The metabolic theory of ecology (MTE) hypothesizes that the kinetics of plant metabolism, from cells to ecosystems, are characterized by a Boltzmann-Arrhenius relationship following an activation energy E = 0.32 eV corresponding to net photosynthesis. This prediction was estimated using the Farquhar approach for Rubiscio-limited C3 photosynthesis, parameterized for a single species of Nicotiana. While this numeric value has become canon, it has surprisingly never been tested for photosynthesis in diverse taxa. Additionally, most studies quantifying E at higher levels (individuals, communities, and ecosystems) have reported values significantly lower than hypothesized. Here we evaluate these predictions for kinetics of plant growth at three levels of organization: leaves, individuals, and communities.
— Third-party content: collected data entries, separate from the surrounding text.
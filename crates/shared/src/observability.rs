//! # Observability 基盤
//!
//! `LOG_FORMAT` で JSON / Pretty を切り替えてトレーシングを初期化する。

/// ログ出力形式
#[derive(Debug, Clone, Copy, PartialEq, Eq, Default)]
pub enum LogFormat {
    /// 本番（CloudWatch Logs で構造化検索する）
    Json,
    #[default]
    Pretty,
}

impl LogFormat {
    /// `LOG_FORMAT` の値を解釈する（未設定・不正値は Pretty）
    ///
    /// subscriber 初期化前に呼ばれるため、不正値の警告は stderr に出す。
    pub fn parse(value: Option<&str>) -> Self {
        match value {
            None => Self::default(),
            Some("json") => Self::Json,
            Some("pretty") => Self::Pretty,
            Some(other) => {
                eprintln!("WARNING: unknown LOG_FORMAT={other:?}, falling back to pretty");
                Self::Pretty
            }
        }
    }
}

/// トレーシング初期化設定
#[derive(Debug, Clone)]
pub struct TracingConfig {
    pub service_name: String,
    pub log_format:   LogFormat,
}

impl TracingConfig {
    pub fn from_env(service_name: impl Into<String>) -> Self {
        Self {
            service_name: service_name.into(),
            log_format:   LogFormat::parse(std::env::var("LOG_FORMAT").ok().as_deref()),
        }
    }
}

/// トレーシングを初期化する
///
/// `RUST_LOG` 未設定時のフィルタは `info,cinemail=debug`。
/// JSON ではイベントのフィールドをトップレベルに展開し、現在の span
/// （`service` を含む）を併記する。
#[cfg(feature = "observability")]
pub fn init_tracing(config: &TracingConfig) {
    use tracing_error::ErrorLayer;
    use tracing_subscriber::{EnvFilter, Layer as _, layer::SubscriberExt, util::SubscriberInitExt};

    let env_filter =
        EnvFilter::try_from_default_env().unwrap_or_else(|_| EnvFilter::new("info,cinemail=debug"));

    let fmt_layer = match config.log_format {
        LogFormat::Json => tracing_subscriber::fmt::layer()
            .json()
            .flatten_event(true)
            .with_current_span(true)
            .with_span_list(false)
            .boxed(),
        LogFormat::Pretty => tracing_subscriber::fmt::layer().boxed(),
    };

    tracing_subscriber::registry()
        .with(env_filter)
        .with(ErrorLayer::default())
        .with(fmt_layer)
        .init();

    tracing::debug!(
        service = %config.service_name,
        log_format = ?config.log_format,
        "トレーシングを初期化しました"
    );
}
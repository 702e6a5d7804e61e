//! # ヘルスチェックハンドラ
//!
//! ```text
//! GET /health
//! ```

use axum::Json;
use cinemail_shared::HealthResponse;

/// ヘルスチェックエンドポイント
pub async fn health_check() -> Json<HealthResponse> {
    Json(HealthResponse::healthy(env!("CARGO_PKG_VERSION")))
}
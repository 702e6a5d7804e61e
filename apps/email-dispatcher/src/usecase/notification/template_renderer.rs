//! # テンプレートレンダラー
//!
//! tera テンプレートエンジンで通知メールの HTML を生成する。
//!
//! ## 設計方針
//!
//! - **`include_str!` によるコンパイル時埋め込み**: テンプレートはバイナリに埋め込まれる
//! - **自動エスケープ**: `.html` テンプレートに差し込む値は tera が HTML エスケープする
//! - **種別ごとのコンテキスト**: 型付きペイロードから 1 種別 1 関数でコンテキストを組み立てる
//! - **未知の種別**: tera を通さず最小限のフォールバック HTML を返す
//!
//! | 種別 | テンプレート | 金額表記 |
//! |------|-------------|---------|
//! | 予約確認 | `booking_confirmation.html` | `1.234.567 ₫` |
//! | 返金確認 | `refund_confirmation.html` | `1.234.567 VNĐ` |
//! | パスワード再設定 | `password_reset.html` | - |

use cinemail_domain::notification::{
    BookingConfirmationData,
    EmailType,
    NotificationError,
    PasswordResetData,
    RefundConfirmationData,
    TemplateData,
};
use tera::{Context, Tera};

const BOOKING_CONFIRMATION: &str = "booking_confirmation.html";
const REFUND_CONFIRMATION: &str = "refund_confirmation.html";
const PASSWORD_RESET: &str = "password_reset.html";

/// テンプレートレンダラー
///
/// tera テンプレートエンジンをラップし、`TemplateData` から HTML 本文を生成する。
/// I/O を持たず、同じ入力には同じ出力を返す。
pub struct TemplateRenderer {
    engine: Tera,
}

impl TemplateRenderer {
    /// 新しいレンダラーインスタンスを作成
    ///
    /// `include_str!` で埋め込んだテンプレートを tera に登録する。
    pub fn new() -> Result<Self, NotificationError> {
        let mut engine = Tera::default();

        engine
            .add_raw_templates(vec![
                (
                    BOOKING_CONFIRMATION,
                    include_str!("../../../templates/notifications/booking_confirmation.html"),
                ),
                (
                    REFUND_CONFIRMATION,
                    include_str!("../../../templates/notifications/refund_confirmation.html"),
                ),
                (
                    PASSWORD_RESET,
                    include_str!("../../../templates/notifications/password_reset.html"),
                ),
            ])
            .map_err(|e| NotificationError::TemplateFailed(e.to_string()))?;

        Ok(Self { engine })
    }

    /// ペイロードから HTML 本文を生成する
    ///
    /// ペイロードの種別でテンプレートを選ぶ。`Unknown` の場合は
    /// `email_type` の文字列を含むフォールバック HTML を返す。
    pub fn render(
        &self,
        data: &TemplateData,
        email_type: &EmailType,
    ) -> Result<String, NotificationError> {
        let (template_name, context) = match data {
            TemplateData::BookingConfirmation(booking) => {
                (BOOKING_CONFIRMATION, booking_context(booking))
            }
            TemplateData::RefundConfirmation(refund) => {
                (REFUND_CONFIRMATION, refund_context(refund))
            }
            TemplateData::PasswordReset(reset) => (PASSWORD_RESET, password_reset_context(reset)),
            TemplateData::Unknown => return Ok(fallback_html(email_type)),
        };

        self.engine
            .render(template_name, &context)
            .map_err(|e| NotificationError::TemplateFailed(e.to_string()))
    }
}

fn booking_context(data: &BookingConfirmationData) -> Context {
    let mut context = Context::new();
    context.insert("customer_name", &data.customer_name);
    context.insert("movie_title", &data.movie_title);
    context.insert("cinema_name", &data.cinema_name);
    context.insert("hall_name", &data.hall_name);
    context.insert("show_date", &data.show_date);
    context.insert("start_time", &data.start_time);
    context.insert("total_seats", &data.total_seats);
    context.insert("total_amount", &data.total_amount.format_grouped());
    context.insert("booking_code", &data.booking_code);
    // パース時に http / https の絶対 URL であり引用符・山括弧を含まないことを検証済み
    context.insert("qr_code_url", &data.qr_code_url);
    context
}

fn refund_context(data: &RefundConfirmationData) -> Context {
    let mut context = Context::new();
    context.insert("customer_name", &data.customer_name);
    context.insert("booking_code", &data.booking_code);
    context.insert("refund_amount", &data.refund_amount.format_grouped());
    context
}

fn password_reset_context(data: &PasswordResetData) -> Context {
    let mut context = Context::new();
    context.insert("full_name", &data.full_name);
    context.insert("reset_code", &data.reset_code);
    context
}

/// 未知の種別向けの最小 HTML
fn fallback_html(email_type: &EmailType) -> String {
    format!(
        "<html><body><p>Email content for: {}</p></body></html>",
        tera::escape_html(email_type.as_str())
    )
}
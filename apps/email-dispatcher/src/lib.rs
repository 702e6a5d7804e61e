//! # Email Dispatcher ライブラリ
//!
//! 通知バッチの処理とハンドラを公開する。
//! 統合テスト用にルーターの組み立てを提供する。

pub mod config;
pub mod handler;
pub mod usecase;

use std::sync::Arc;

use axum::{
    Router,
    routing::{get, post},
};
use handler::{EventsState, health_check, receive_events};
use tower_http::trace::TraceLayer;
use usecase::EmailDispatcher;

/// ルーターを構築する
pub fn router(dispatcher: EmailDispatcher) -> Router {
    let events_state = Arc::new(EventsState { dispatcher });

    Router::new()
        .route("/health", get(health_check))
        .route("/events", post(receive_events))
        .with_state(events_state)
        .layer(TraceLayer::new_for_http())
}
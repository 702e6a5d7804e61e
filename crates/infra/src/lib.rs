//! # Cinemail インフラ層
//!
//! 外部サービスとの通信を担当するインフラストラクチャ層。
//!
//! ## 設計方針
//!
//! ディスパッチャが依存する外部サービスを trait で抽象化し、具体的な実装を提供する。
//! ディスパッチャは起動時に実装を 1 つずつ選んで注入するため、テストではモックに差し替えられる。
//!
//! ## 責務
//!
//! - **メール送信**: [`mail::MailSender`]（SES / SMTP / Noop）
//! - **メトリクス送信**: [`metrics_sink::MetricsSink`]（CloudWatch / metrics レコーダー / Noop）
//! - **AWS 設定**: [`aws`] で SDK 共通設定を読み込む
//!
//! ## 依存関係
//!
//! ```text
//! email-dispatcher → infra → domain
//! ```
//!
//! ## モジュール構成
//!
//! - [`aws`] - AWS SDK 設定の読み込み
//! - [`mail`] - メール送信
//! - [`metrics_sink`] - メトリクス送信
//! - `mock` - テスト用モック（`test-utils` feature）

pub mod aws;
pub mod mail;
pub mod metrics_sink;
#[cfg(any(test, feature = "test-utils"))]
pub mod mock;

pub use mail::MailSender;
pub use metrics_sink::{CountMetric, MetricName, MetricsSink};
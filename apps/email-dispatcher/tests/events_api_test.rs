//! `/events` と `/health` の統合テスト
//!
//! モックの送信・メトリクスを注入したルーターに `oneshot` でリクエストを送る。

use std::sync::Arc;

use axum::{
    Router,
    body::Body,
    http::{Request, StatusCode, header},
};
use cinemail_email_dispatcher::{
    router,
    usecase::{DispatchSettings, EmailDispatcher, TemplateRenderer},
};
use cinemail_infra::mock::{MockMailSender, MockMetricsSink};
use pretty_assertions::assert_eq;
use serde_json::{Value, json};
use tower::ServiceExt;

fn app(sender: &MockMailSender) -> Router {
    let dispatcher = EmailDispatcher::new(
        Arc::new(sender.clone()),
        Arc::new(MockMetricsSink::new()),
        TemplateRenderer::new().unwrap(),
        DispatchSettings {
            environment: "test".to_string(),
        },
    );
    router(dispatcher)
}

fn sns_event(messages: &[Value]) -> String {
    let records: Vec<Value> = messages
        .iter()
        .map(|message| json!({ "Sns": { "Message": message.to_string() } }))
        .collect();
    json!({ "Records": records }).to_string()
}

async fn post_events(app: Router, body: impl Into<Body>) -> (StatusCode, Value) {
    let response = app
        .oneshot(
            Request::builder()
                .method("POST")
                .uri("/events")
                .header(header::CONTENT_TYPE, "application/json")
                .body(body.into())
                .unwrap(),
        )
        .await
        .unwrap();

    let status = response.status();
    let bytes = axum::body::to_bytes(response.into_body(), usize::MAX)
        .await
        .unwrap();
    (status, serde_json::from_slice(&bytes).unwrap())
}

#[tokio::test]
async fn 予約確認をレンダリングして送信する() {
    let sender = MockMailSender::new();
    let body = sns_event(&[json!({
        "emailType": "BOOKING_CONFIRMATION",
        "toEmail": "an@example.vn",
        "subject": "Xác nhận đặt vé BK7Q2X",
        "templateData": {
            "customerName": "Nguyễn Văn An",
            "movieTitle": "Lật Mặt 7",
            "totalSeats": 2,
            "totalAmount": 1234567,
            "bookingCode": "BK7Q2X",
            "qrCodeUrl": "https://cdn.q2k.click/qr/BK7Q2X.png",
        },
    })]);

    let (status, json) = post_events(app(&sender), body).await;

    assert_eq!(status, StatusCode::OK);
    assert_eq!(json["statusCode"], 200);
    assert_eq!(json["body"]["processedCount"], 1);
    assert_eq!(
        json["body"]["results"],
        json!([{
            "status": "success",
            "to": "an@example.vn",
            "emailType": "BOOKING_CONFIRMATION",
            "messageId": "mock-message-1",
        }])
    );

    let sent = sender.sent_emails();
    assert_eq!(sent[0].subject, "Xác nhận đặt vé BK7Q2X");
    assert!(sent[0].html_body.contains("1.234.567 ₫"));
    assert!(sent[0].html_body.contains("Nguyễn Văn An"));
    assert!(
        sent[0]
            .html_body
            .contains(r#"src="https://cdn.q2k.click/qr/BK7Q2X.png""#)
    );
}

#[tokio::test]
async fn 不正なレコードを含むバッチでも全件の結果を返す() {
    let sender = MockMailSender::new();
    let body = sns_event(&[
        json!({ "emailType": "PASSWORD_RESET", "toEmail": "a@b.com", "subject": "S" }),
        json!({ "emailType": "PASSWORD_RESET", "subject": "S" }),
        json!({ "emailType": "REFUND_CONFIRMATION", "toEmail": "c@d.com", "subject": "S" }),
    ]);

    let (status, json) = post_events(app(&sender), body).await;

    assert_eq!(status, StatusCode::OK);
    let results = json["body"]["results"].as_array().unwrap();
    let statuses: Vec<&str> = results
        .iter()
        .map(|r| r["status"].as_str().unwrap())
        .collect();
    assert_eq!(statuses, vec!["success", "error", "success"]);
    assert_eq!(results[1]["emailType"], "PASSWORD_RESET");
    assert!(
        results[1]["error"]
            .as_str()
            .unwrap()
            .contains("toEmail")
    );
    assert_eq!(json["body"]["processedCount"], 3);
    assert_eq!(sender.sent_emails().len(), 2);
}

#[tokio::test]
async fn jsonでないボディは空のバッチとして200を返す() {
    let sender = MockMailSender::new();

    let (status, json) = post_events(app(&sender), "not json").await;

    assert_eq!(status, StatusCode::OK);
    assert_eq!(json["body"]["message"], "Email processing completed");
    assert_eq!(json["body"]["results"], json!([]));
    assert_eq!(json["body"]["processedCount"], 0);
    assert!(json["body"]["timestamp"].is_string());
    assert!(sender.sent_emails().is_empty());
}

#[tokio::test]
async fn healthはhealthyを返す() {
    let response = app(&MockMailSender::new())
        .oneshot(
            Request::builder()
                .uri("/health")
                .body(Body::empty())
                .unwrap(),
        )
        .await
        .unwrap();

    assert_eq!(response.status(), StatusCode::OK);
    let bytes = axum::body::to_bytes(response.into_body(), usize::MAX)
        .await
        .unwrap();
    let json: Value = serde_json::from_slice(&bytes).unwrap();
    assert_eq!(json["status"], "healthy");
    assert_eq!(json["version"], env!("CARGO_PKG_VERSION"));
}
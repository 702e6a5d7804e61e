//! # 通知ユースケース
//!
//! キューから届いた通知リクエストのバッチを HTML メールとして送信する。
//!
//! ## モジュール構成
//!
//! - [`batch`] - バッチの入出力形式
//! - [`template_renderer`] - tera テンプレートエンジンによる HTML 生成
//! - [`dispatcher`] - 解析 + レンダリング + 送信 + メトリクスの統合

pub mod batch;
pub mod dispatcher;
pub mod template_renderer;

pub use batch::{BatchEvent, BatchResponse, BatchResponseBody, EventRecord};
pub use dispatcher::{DispatchSettings, EmailDispatcher};
pub use template_renderer::TemplateRenderer;
//! `metrics` ファサード経由のメトリクス送信実装
//!
//! プロセスにインストールされたレコーダーにカウンタを記録する。
//! 本番では [`RecorderMetricsSink::with_prometheus_exporter`] で Prometheus
//! エクスポータをインストールしてから使う。

use std::net::SocketAddr;

use async_trait::async_trait;
use cinemail_domain::notification::NotificationError;
use metrics::{Unit, counter, describe_counter};
use metrics_exporter_prometheus::PrometheusBuilder;

use super::{CountMetric, MetricName, MetricsSink};

/// `metrics` レコーダーへのメトリクス送信
#[derive(Debug, Clone, Default)]
pub struct RecorderMetricsSink;

impl RecorderMetricsSink {
    pub fn new() -> Self {
        Self
    }

    /// Prometheus エクスポータをグローバルレコーダーとしてインストールする
    ///
    /// `addr` で `/metrics` を公開する。tokio ランタイム内で呼ぶこと。
    pub fn with_prometheus_exporter(addr: SocketAddr) -> Result<Self, NotificationError> {
        PrometheusBuilder::new()
            .with_http_listener(addr)
            .install()
            .map_err(|e| {
                NotificationError::MetricsFailed(format!("Prometheus エクスポータ起動失敗: {e}"))
            })?;

        describe_metrics();
        Ok(Self)
    }

    /// カウンタを記録する
    pub fn record(&self, metric: &CountMetric) {
        counter!(
            metric.name.counter_key(),
            "environment" => metric.environment.clone(),
            "email_type" => metric.email_type.clone()
        )
        .increment(metric.value as u64);
    }
}

/// インストール済みのレコーダーにカウンタの説明を登録する
fn describe_metrics() {
    describe_counter!(
        MetricName::EmailSent.counter_key(),
        Unit::Count,
        "Total number of emails accepted by the mail provider."
    );
    describe_counter!(
        MetricName::EmailError.counter_key(),
        Unit::Count,
        "Total number of notification requests that failed."
    );
}

#[async_trait]
impl MetricsSink for RecorderMetricsSink {
    async fn emit_count(&self, metric: &CountMetric) -> Result<(), NotificationError> {
        self.record(metric);
        Ok(())
    }
}

#[cfg(test)]
mod tests {
    use metrics_util::{
        MetricKind,
        debugging::{DebugValue, DebuggingRecorder},
    };

    use super::*;

    #[test]
    fn recordがラベル付きカウンタを加算する() {
        let recorder = DebuggingRecorder::new();
        let snapshotter = recorder.snapshotter();
        let sink = RecorderMetricsSink::new();
        let metric = CountMetric {
            name:        MetricName::EmailSent,
            value:       1.0,
            environment: "dev".to_string(),
            email_type:  "PASSWORD_RESET".to_string(),
        };

        metrics::with_local_recorder(&recorder, || {
            sink.record(&metric);
            sink.record(&metric);
        });

        let snapshot = snapshotter.snapshot().into_vec();
        let counter = snapshot
            .iter()
            .find(|(key, _, _, _)| {
                key.kind() == MetricKind::Counter
                    && key.key().name() == "email_service_email_sent_total"
            })
            .expect("カウンタが記録されていること");

        assert_eq!(counter.3, DebugValue::Counter(2));
        let labels: Vec<(&str, &str)> = counter
            .0
            .key()
            .labels()
            .map(|label| (label.key(), label.value()))
            .collect();
        assert!(labels.contains(&("environment", "dev")));
        assert!(labels.contains(&("email_type", "PASSWORD_RESET")));
    }

    #[test]
    fn カウンタの説明と単位が登録される() {
        let recorder = DebuggingRecorder::new();
        let snapshotter = recorder.snapshotter();

        metrics::with_local_recorder(&recorder, || {
            describe_metrics();
            RecorderMetricsSink::new().record(&CountMetric {
                name:        MetricName::EmailError,
                value:       1.0,
                environment: "dev".to_string(),
                email_type:  "unknown".to_string(),
            });
        });

        let snapshot = snapshotter.snapshot().into_vec();
        let (_, unit, description, value) = snapshot
            .iter()
            .find(|(key, _, _, _)| key.key().name() == "email_service_email_error_total")
            .expect("カウンタが記録されていること");

        assert_eq!(unit, &Some(Unit::Count));
        assert_eq!(
            description.as_ref().map(|d| d.to_string()),
            Some("Total number of notification requests that failed.".to_string())
        );
        assert_eq!(value, &DebugValue::Counter(1));
    }
}
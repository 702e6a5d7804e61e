//! # Email Dispatcher 設定
//!
//! 環境変数から Email Dispatcher の設定を読み込む。
//!
//! すべての変数にデフォルト値があり、未設定でもローカル開発用の構成
//! （Noop 送信・Noop メトリクス）で起動できる。

use std::env;

use thiserror::Error;

/// 設定読み込みエラー
#[derive(Debug, Error, PartialEq, Eq)]
pub enum ConfigError {
    /// ポート番号として解釈できない
    #[error("{name} は有効なポート番号である必要があります: {value:?}")]
    InvalidPort { name: &'static str, value: String },

    /// 未知のバックエンド名
    #[error("{name} に未知の値が指定されました: {value:?}（{expected} のいずれか）")]
    UnknownBackend {
        name:     &'static str,
        value:    String,
        expected: &'static str,
    },
}

/// Email Dispatcher の設定
#[derive(Debug, Clone, PartialEq, Eq)]
pub struct DispatcherConfig {
    /// バインドアドレス
    pub host:        String,
    /// ポート番号
    pub port:        u16,
    /// デプロイ環境（メトリクスの `Environment` ディメンション）
    pub environment: String,
    /// AWS リージョン（未設定の場合は SDK のプロバイダチェーンに任せる）
    pub aws_region:  Option<String>,
    /// メール送信設定
    pub mail:        MailConfig,
    /// メトリクス送信設定
    pub metrics:     MetricsConfig,
}

/// メール送信の設定
///
/// `MAIL_BACKEND` 環境変数で送信バックエンドを切り替える:
/// - `ses`: Amazon SES v2 経由で送信（本番）
/// - `smtp`: Mailpit（開発）/ SMTP サーバー経由で送信
/// - `noop`: 送信しない（ログ出力のみ）
#[derive(Debug, Clone, PartialEq, Eq)]
pub struct MailConfig {
    pub backend:      MailBackend,
    /// 送信元メールアドレス
    pub from_address: String,
}

#[derive(Debug, Clone, PartialEq, Eq)]
pub enum MailBackend {
    Ses,
    Smtp { host: String, port: u16 },
    Noop,
}

/// メトリクス送信の設定
///
/// `METRICS_BACKEND` 環境変数で送信先を切り替える:
/// - `cloudwatch`: CloudWatch `PutMetricData`
/// - `prometheus`: Prometheus エクスポータ（`METRICS_PORT` で `/metrics` を公開）
/// - `noop`: 送信しない
#[derive(Debug, Clone, PartialEq, Eq)]
pub enum MetricsConfig {
    CloudWatch { namespace: String },
    Prometheus { port: u16 },
    Noop,
}

impl DispatcherConfig {
    /// 環境変数から設定を読み込む
    pub fn from_env() -> Result<Self, ConfigError> {
        Self::from_lookup(|name| env::var(name).ok())
    }

    /// 任意の参照関数から設定を読み込む
    ///
    /// 空文字列は未設定として扱う。
    pub fn from_lookup<F>(lookup: F) -> Result<Self, ConfigError>
    where
        F: Fn(&str) -> Option<String>,
    {
        let var = |name: &str, default: &str| {
            lookup(name)
                .filter(|value| !value.trim().is_empty())
                .unwrap_or_else(|| default.to_string())
        };

        Ok(Self {
            host:        var("DISPATCHER_HOST", "0.0.0.0"),
            port:        parse_port("DISPATCHER_PORT", &var("DISPATCHER_PORT", "3003"))?,
            environment: var("ENVIRONMENT", "dev"),
            aws_region:  lookup("AWS_REGION").filter(|value| !value.trim().is_empty()),
            mail:        MailConfig {
                backend:      match var("MAIL_BACKEND", "noop").as_str() {
                    "ses" => MailBackend::Ses,
                    "smtp" => MailBackend::Smtp {
                        host: var("SMTP_HOST", "localhost"),
                        port: parse_port("SMTP_PORT", &var("SMTP_PORT", "1025"))?,
                    },
                    "noop" => MailBackend::Noop,
                    other => {
                        return Err(ConfigError::UnknownBackend {
                            name:     "MAIL_BACKEND",
                            value:    other.to_string(),
                            expected: "ses / smtp / noop",
                        });
                    }
                },
                from_address: var("FROM_EMAIL", "noreply@movieticket.com"),
            },
            metrics:     match var("METRICS_BACKEND", "noop").as_str() {
                "cloudwatch" => MetricsConfig::CloudWatch {
                    namespace: var("METRICS_NAMESPACE", "EmailService"),
                },
                "prometheus" => MetricsConfig::Prometheus {
                    port: parse_port("METRICS_PORT", &var("METRICS_PORT", "9464"))?,
                },
                "noop" => MetricsConfig::Noop,
                other => {
                    return Err(ConfigError::UnknownBackend {
                        name:     "METRICS_BACKEND",
                        value:    other.to_string(),
                        expected: "cloudwatch / prometheus / noop",
                    });
                }
            },
        })
    }
}

fn parse_port(name: &'static str, value: &str) -> Result<u16, ConfigError> {
    value.trim().parse().map_err(|_| ConfigError::InvalidPort {
        name,
        value: value.to_string(),
    })
}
First, we use a new compilation of Rubisco kinetics data for diverse taxa to give a new MTE prediction of E. Next, we evaluate the MTE hypothesis using leaf-level data for the temperature response of net photosynthesis obtained at sites spanning elevation and latitude in China, Costa Rica, Peru, and USA. Finally, we evaluate individual growth and ecosystem production using new data collected at seven sites spanning a broad latitudinal climate gradient from Barro Colorado Island, Panama to HJ Andrews Experimental Forest, USA.

Results/Conclusions

Our prediction for E is not inconsistent with the previous estimate, but is now generalized for many taxa and is better quantified including measures of dispersion. Our prediction is supported by globally-distributed data for leaf net photosynthesis, although observed E varies widely and is strongly right-skewed. Predictions were not consistent with observed E for individuals and ecosystems, indicating higher level growth and production kinetics appear largely decoupled from ambient air temperature. We review several hypotheses that may underlie these results. Our results suggest that shifts in plant functional traits across broad climate gradients decouple plant metabolism from air temperature, and that these shifts in plant function ramify to influence higher-level growth and production. Understanding how multiple rate-limiting processes coalesce into a single E that characterizes metabolic responses to temperature, and how to best estimate E from unimodal data, remain important challenges.